FreeTime unlimited has a load of stuff on it. You can also authorize anything you buy at Amazon to appear on the tablet, so when we got a streaming code with our Frozen DVD, we applied it and she can stream it to her tablet. I'd say she's probably 80% video and 20% games. We read a few books on it, but 7" and picture books, you're losing a lot of the experience.

One issue with FreeTime Unlimited is there's no ability to download video or audio, it all streams, which means it won't work outside of wifi range. (Games and books download.) We had a big "oh ****" moment the first time we were taking a long car ride and planned to use it to entertain her in the car. I found a video player and sideloaded a few movies I ripped from DVD and downloaded from the tivo, but they don't show on the main screen (other than the video player app icon) and not everyone is going to be comfortable ripping DVDs, converting to MP4, and sideloading.


----------



## Someone Nameless (Jul 12, 2009)

Thanks so much for your review.  What video player did you use?


----------



## Speaker-To-Animals (Feb 21, 2012)

I think it was this one: http://www.amazon.com/SBL-Media-Video-Player/dp/B00YJEIIHA/ref=sr_1_47?ie=UTF8&qid=1442831327&sr=8-47&keywords=video+player

This was a couple of years ago though, so there might be something better. I wasn't really happy with anything I found. Mostly I wanted it to be simple enough that I didn't have to set all the videos running.


----------



## Someone Nameless (Jul 12, 2009)

I have an older iPad that I've been letting my granddaughter use but I'm wondering if there is an advantage to this and the FreeTime Unlimited over the iPad.


----------



## Andra (Nov 19, 2008)

We got my niece a Kid's Fire when they first came out because she is rather hard on her electronics   
I didn't do any of the setup on it, so I don't know how complicated that got with the FreeTime stuff, but she uses it a lot (and surprisingly hasn't had to get a replacement for a broken one).
Having the SD card for additional storage is a good thing as far as I'm concerned.  I have a tablet with 16GB and I still have to juggle content because I run out of space.


----------



## Speaker-To-Animals (Feb 21, 2012)

> I have an older iPad that I've been letting my granddaughter use but I'm wondering if there is an advantage to this and the FreeTime Unlimited over the iPad


I think the big advantage is you can subscribe to FTU and hand a 5 year old the tablet and never have to worry about what they're playing or watching or how much it costs or whether it's appropriate. It gives them a lot of autonomy and lets them explore. Last night our daughter comes in and wants to show us some drawing thing she's doing and I have no idea what it is, but she found it and downloaded it.

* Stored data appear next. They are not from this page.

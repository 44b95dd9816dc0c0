//! Container encoding: WAV (hound), FLAC (flacenc), MP3 (mp3lame-encoder)

use std::path::Path;

use flacenc::source::{Fill, Source};
use hound::{SampleFormat, WavSpec, WavWriter};

use super::DecodedAudio;
use crate::config::EncodeConfig;
use crate::error::StageError;
use crate::hooks::{CancelCheck, ProgressSink};
use crate::types::{OutputFormat, CANONICAL_CHANNELS};

/// Frames written between cancellation checks
const BLOCK_FRAMES: usize = 4096;

/// FLAC output bit depth
const FLAC_BITS: usize = 24;

fn wav_error(e: hound::Error) -> StageError {
    StageError::failed(format!("WAV write failed: {}", e))
}

/// Encode one interleaved stereo stem to `path` in `format`
pub fn encode_stem(
    path: &Path,
    samples: &[f32],
    sample_rate: u32,
    format: OutputFormat,
    options: &EncodeConfig,
    progress: ProgressSink<'_>,
    should_cancel: CancelCheck<'_>,
) -> Result<(), StageError> {
    match format {
        OutputFormat::Wav => write_wav_f32(path, samples, sample_rate, progress, should_cancel),
        OutputFormat::Flac => write_flac(path, samples, sample_rate, progress, should_cancel),
        OutputFormat::Mp3 => write_mp3(
            path,
            samples,
            sample_rate,
            options.mp3_bitrate_kbps,
            progress,
            should_cancel,
        ),
        OutputFormat::Unknown(code) => Err(StageError::Unsupported(format!(
            "unsupported output format: {}",
            code
        ))),
    }
}

/// Write the canonical prepared input as 16-bit PCM WAV
pub fn write_canonical_wav(
    path: &Path,
    audio: &DecodedAudio,
    progress: ProgressSink<'_>,
    should_cancel: CancelCheck<'_>,
) -> Result<(), StageError> {
    let spec = WavSpec {
        channels: CANONICAL_CHANNELS,
        sample_rate: audio.sample_rate,
        bits_per_sample: 16,
        sample_format: SampleFormat::Int,
    };
    let mut writer = WavWriter::create(path, spec).map_err(wav_error)?;
    write_blocks(&audio.samples, progress, should_cancel, |block| {
        for &sample in block {
            writer.write_sample(to_i16(sample)).map_err(wav_error)?;
        }
        Ok(())
    })?;
    writer.finalize().map_err(wav_error)
}

/// Write 32-bit float WAV
fn write_wav_f32(
    path: &Path,
    samples: &[f32],
    sample_rate: u32,
    progress: ProgressSink<'_>,
    should_cancel: CancelCheck<'_>,
) -> Result<(), StageError> {
    let spec = WavSpec {
        channels: CANONICAL_CHANNELS,
        sample_rate,
        bits_per_sample: 32,
        sample_format: SampleFormat::Float,
    };
    let mut writer = WavWriter::create(path, spec).map_err(wav_error)?;
    write_blocks(samples, progress, should_cancel, |block| {
        for &sample in block {
            writer.write_sample(sample).map_err(wav_error)?;
        }
        Ok(())
    })?;
    writer.finalize().map_err(wav_error)
}

/// Write 24-bit FLAC
///
/// flacenc pulls one block at a time from the source, so cancellation and
/// progress are handled per block by [`CancellableSource`].
fn write_flac(
    path: &Path,
    samples: &[f32],
    sample_rate: u32,
    progress: ProgressSink<'_>,
    should_cancel: CancelCheck<'_>,
) -> Result<(), StageError> {
    use flacenc::component::BitRepr;
    use flacenc::error::Verify;

    let scale = ((1i32 << (FLAC_BITS - 1)) - 1) as f32;
    let mut quantised = Vec::with_capacity(samples.len());
    write_blocks(samples, &|p: f64| progress(p * 0.3), should_cancel, |block| {
        quantised.extend(block.iter().map(|s| (s.clamp(-1.0, 1.0) * scale) as i32));
        Ok(())
    })?;

    let config = flacenc::config::Encoder::default()
        .into_verified()
        .map_err(|(_, e)| StageError::failed(format!("FLAC config invalid: {:?}", e)))?;
    let mut source = CancellableSource {
        inner: flacenc::source::MemSource::from_samples(
            &quantised,
            CANONICAL_CHANNELS as usize,
            FLAC_BITS,
            sample_rate as usize,
        ),
        total_frames: (quantised.len() / CANONICAL_CHANNELS as usize).max(1),
        read_frames: 0,
        cancelled: false,
        progress: &|p: f64| progress(0.3 + p * 0.6),
        should_cancel,
    };
    let stream = flacenc::encode_with_fixed_block_size(&config, &mut source, config.block_size)
        .map_err(|e| StageError::failed(format!("FLAC encode failed: {:?}", e)))?;

    if source.cancelled || should_cancel() {
        return Err(StageError::Cancelled);
    }
    progress(0.9);

    let mut sink = flacenc::bitsink::ByteSink::new();
    stream
        .write(&mut sink)
        .map_err(|e| StageError::failed(format!("FLAC write failed: {:?}", e)))?;
    std::fs::write(path, sink.as_slice())?;

    progress(1.0);
    Ok(())
}

/// Sample source that ends the stream early once cancellation is requested
struct CancellableSource<'a> {
    inner: flacenc::source::MemSource,
    total_frames: usize,
    read_frames: usize,
    cancelled: bool,
    progress: ProgressSink<'a>,
    should_cancel: CancelCheck<'a>,
}

impl Source for &mut CancellableSource<'_> {
    fn channels(&self) -> usize {
        self.inner.channels()
    }

    fn bits_per_sample(&self) -> usize {
        self.inner.bits_per_sample()
    }

    fn sample_rate(&self) -> usize {
        self.inner.sample_rate()
    }

    fn read_samples<F: Fill>(
        &mut self,
        block_size: usize,
        dest: &mut F,
    ) -> Result<usize, flacenc::error::SourceError> {
        if (self.should_cancel)() {
            self.cancelled = true;
            return Ok(0);
        }
        let read = self.inner.read_samples(block_size, dest)?;
        self.read_frames += read;
        (self.progress)(self.read_frames as f64 / self.total_frames as f64);
        Ok(read)
    }

    fn len_hint(&self) -> Option<usize> {
        self.inner.len_hint()
    }
}

#[cfg(feature = "mp3")]
fn write_mp3(
    path: &Path,
    samples: &[f32],
    sample_rate: u32,
    bitrate_kbps: u32,
    progress: ProgressSink<'_>,
    should_cancel: CancelCheck<'_>,
) -> Result<(), StageError> {
    use mp3lame_encoder::{Bitrate, Builder, FlushNoGap, InterleavedPcm};

    let bitrate = match bitrate_kbps {
        0..=128 => Bitrate::Kbps128,
        129..=192 => Bitrate::Kbps192,
        193..=256 => Bitrate::Kbps256,
        _ => Bitrate::Kbps320,
    };

    let mut builder =
        Builder::new().ok_or_else(|| StageError::failed("cannot create LAME encoder"))?;
    builder
        .set_num_channels(CANONICAL_CHANNELS as u8)
        .map_err(|e| StageError::failed(format!("LAME channels: {:?}", e)))?;
    builder
        .set_sample_rate(sample_rate)
        .map_err(|e| StageError::failed(format!("LAME sample rate: {:?}", e)))?;
    builder
        .set_brate(bitrate)
        .map_err(|e| StageError::failed(format!("LAME bitrate: {:?}", e)))?;
    let mut encoder = builder
        .build()
        .map_err(|e| StageError::failed(format!("LAME init: {:?}", e)))?;

    let mut out: Vec<u8> = Vec::new();
    write_blocks(samples, progress, should_cancel, |block| {
        let pcm: Vec<i16> = block.iter().map(|&s| to_i16(s)).collect();
        out.reserve(mp3lame_encoder::max_required_buffer_size(pcm.len() / 2));
        let written = encoder
            .encode(InterleavedPcm(&pcm), out.spare_capacity_mut())
            .map_err(|e| StageError::failed(format!("MP3 encode failed: {:?}", e)))?;
        // SAFETY: the encoder initialised `written` bytes of spare capacity
        unsafe { out.set_len(out.len() + written) };
        Ok(())
    })?;

    out.reserve(7200);
    let written = encoder
        .flush::<FlushNoGap>(out.spare_capacity_mut())
        .map_err(|e| StageError::failed(format!("MP3 flush failed: {:?}", e)))?;
    // SAFETY: as above
    unsafe { out.set_len(out.len() + written) };

    std::fs::write(path, &out)?;
    Ok(())
}

#[cfg(not(feature = "mp3"))]
fn write_mp3(
    _path: &Path,
    _samples: &[f32],
    _sample_rate: u32,
    _bitrate_kbps: u32,
    _progress: ProgressSink<'_>,
    _should_cancel: CancelCheck<'_>,
) -> Result<(), StageError> {
    Err(StageError::Unsupported(
        "mp3 output requires the `mp3` feature".to_string(),
    ))
}

/// Feed interleaved stereo samples to `write` block by block
fn write_blocks(
    samples: &[f32],
    progress: ProgressSink<'_>,
    should_cancel: CancelCheck<'_>,
    mut write: impl FnMut(&[f32]) -> Result<(), StageError>,
) -> Result<(), StageError> {
    let block_len = BLOCK_FRAMES * CANONICAL_CHANNELS as usize;
    let total = samples.len().max(1);
    let mut done = 0;
    for block in samples.chunks(block_len) {
        if should_cancel() {
            return Err(StageError::Cancelled);
        }
        write(block)?;
        done += block.len();
        progress(done as f64 / total as f64);
    }
    progress(1.0);
    Ok(())
}

fn to_i16(sample: f32) -> i16 {
    (sample.clamp(-1.0, 1.0) * i16::MAX as f32) as i16
}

The iPad arguably has better apps and you could set up a netflix kids profile on it, but you'd have to buy the apps and I've seen a lot of things my daughter was way excited about that turned out to be of absolutely no interest to her once she tried them out. FTU gets around that. If they don't like an app, there's more, and you don't have that "is she really going to get $4.99 worth of entertainment out of this?" thing going on before you buy.

There are some issues with FTU as well. Side loading video, as I said above, is one. Our daughter loves the old reading rainbow videos, but while Reading Rainbow's current app version is on the Kindle store, it's not compatible with FTU. You have to use a non-FreeTime Unlimited profile. I'm pretty sure the same is true for ABC Mouse, but we never got into that.


----------



## Someone Nameless (Jul 12, 2009)

Thank you.  This sounds like what I'm trying to avoid now.  The iPad has the free apps but there is always a in-app purchase.  I have to make sure wifi is not on at all or either I have to sit with her constantly.  The other day she saw something and said "I'm going to download that!!!" and I don't even know where she got that because I've never let her download.  

FTU sounds like the ticket.  I'm going to order and give it a try anyway.


----------